The Aschaffenburg photographer Jürgen Spachmann uses his camera to get musicians like Steve Hackett, Mike Portnoy, Fish or Beth Hart extremely close to the skin. It's the only way he can get behind her mask, he says.
eclipsed: How did you come to rock photography and especially to the project "bigface", where you get extremely close to musicians with your camera?
Spachmann: BIGFACE is in stark contrast to my daily business, advertising photography. It enables me to work with many musicians, and I am always amazed at the sizes I meet. The starting shot was fired in 2006 with Steve Lukather at a concert in the "Colos-Saal" in Aschaffenburg. Meanwhile I work beside the mobile set also in my own studio directly above the stage of the Liveclub. The project is growing steadily.
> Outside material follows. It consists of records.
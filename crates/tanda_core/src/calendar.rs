use chrono::{DateTime, Datelike, Days, NaiveDate, NaiveDateTime, Utc};

use crate::contract::Frequency;

/// Naive UTC timestamp with microseconds, e.g. `2025-01-24T10:11:12.123456`.
pub const TIMESTAMP_FORMAT: &str = "%Y-%m-%dT%H:%M:%S%.6f";
pub const DATE_FORMAT: &str = "%Y-%m-%d";

const NAIVE_LAYOUTS: [&str; 5] = [
    "%Y-%m-%dT%H:%M:%S%.f",
    "%Y-%m-%dT%H:%M:%S",
    "%Y-%m-%d %H:%M:%S%.f",
    "%Y-%m-%d %H:%M:%S",
    "%Y-%m-%dT%H:%M",
];

pub fn format_timestamp(at: DateTime<Utc>) -> String {
    at.naive_utc().format(TIMESTAMP_FORMAT).to_string()
}

pub fn format_date(date: NaiveDate) -> String {
    date.format(DATE_FORMAT).to_string()
}

/// Parses ISO-8601 text into a naive UTC instant. Offsets are converted to
/// UTC, naive values are taken as UTC and bare dates become midnight.
pub fn parse_timestamp(text: &str) -> Option<NaiveDateTime> {
    let text = text.trim();
    if text.is_empty() {
        return None;
    }
    if let Ok(aware) = DateTime::parse_from_rfc3339(text) {
        return Some(aware.naive_utc());
    }
    if let Ok(aware) = DateTime::parse_from_str(text, "%Y-%m-%dT%H:%M:%S%.f%:z") {
        return Some(aware.naive_utc());
    }
    let naive = text.strip_suffix('Z').unwrap_or(text);
    for layout in NAIVE_LAYOUTS {
        if let Ok(parsed) = NaiveDateTime::parse_from_str(naive, layout) {
            return Some(parsed);
        }
    }
    NaiveDate::parse_from_str(naive, DATE_FORMAT)
        .ok()
        .and_then(|date| date.and_hms_opt(0, 0, 0))
}

pub fn parse_utc(text: &str) -> Option<DateTime<Utc>> {
    parse_timestamp(text).map(|naive| naive.and_utc())
}

/// Calendar date of `YYYY-MM-DD` text, or of the date part of a timestamp.
pub fn parse_date(text: &str) -> Option<NaiveDate> {
    NaiveDate::parse_from_str(text.trim(), DATE_FORMAT)
        .ok()
        .or_else(|| parse_timestamp(text).map(|at| at.date()))
}

pub fn last_day_of_month(year: i32, month: u32) -> u32 {
    let (next_year, next_month) = if month == 12 {
        (year + 1, 1)
    } else {
        (year, month + 1)
    };
    NaiveDate::from_ymd_opt(next_year, next_month, 1)
        .and_then(|first| first.pred_opt())
        .map(|last| last.day())
        .unwrap_or(28)
}

/// Biweekly tandas start on the 15th or on the last day of the month.
pub fn biweekly_start(today: NaiveDate) -> NaiveDate {
    let day = if today.day() <= 15 {
        15
    } else {
        last_day_of_month(today.year(), today.month())
    };
    today.with_day(day).unwrap_or(today)
}

/// Default start date for a new tanda created on `today`.
pub fn default_start_date(today: NaiveDate, frequency: Option<&Frequency>) -> NaiveDate {
    match frequency {
        Some(Frequency::Biweekly) => biweekly_start(today),
        _ => today,
    }
}

pub fn estimated_round_date(start: NaiveDate, frequency: Option<&Frequency>, round: u32) -> NaiveDate {
    let elapsed = u64::from(round.saturating_sub(1));
    let step_days = match frequency {
        Some(Frequency::Biweekly) => 14,
        Some(Frequency::Monthly) => 30,
        _ => 7,
    };
    start
        .checked_add_days(Days::new(elapsed * step_days))
        .unwrap_or(start)
}

/// Next occurrence of `birthday` on or after `today`. February 29 falls on
/// February 28 in common years.
pub fn next_birthday(birthday: NaiveDate, today: NaiveDate) -> NaiveDate {
    let this_year = anniversary(birthday, today.year());
    if this_year >= today {
        this_year
    } else {
        anniversary(birthday, today.year() + 1)
    }
}

fn anniversary(birthday: NaiveDate, year: i32) -> NaiveDate {
    NaiveDate::from_ymd_opt(year, birthday.month(), birthday.day())
        .or_else(|| NaiveDate::from_ymd_opt(year, birthday.month(), birthday.day() - 1))
        .unwrap_or(birthday)
}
eclipsed: How do you meet the musicians?
Spachmann: Many people walk through the world in socially conforming roles, completely unauthentic, without knowing it. This is all the more true for musicians, who are in the public eye and have to cultivate their image. I never care about the part, my goal is the real personality. I want the face behind the face. I think that's exactly why a BIGFACE seems so present and honest to the viewer.
eclipsed: Are you pretending what your counterpart has to do or not to do at the shooting?
Spachmann: There are never any guidelines from me. I tell everyone "come as you are", everything else happens through the encounter. Surprisingly, the artists actually show themselves to me as they really are. It just happens. Mike Portnoy is hardly any different behind the stage than live on stage. Others are completely different in their private lives. I think I'll catch the artists exactly as they are.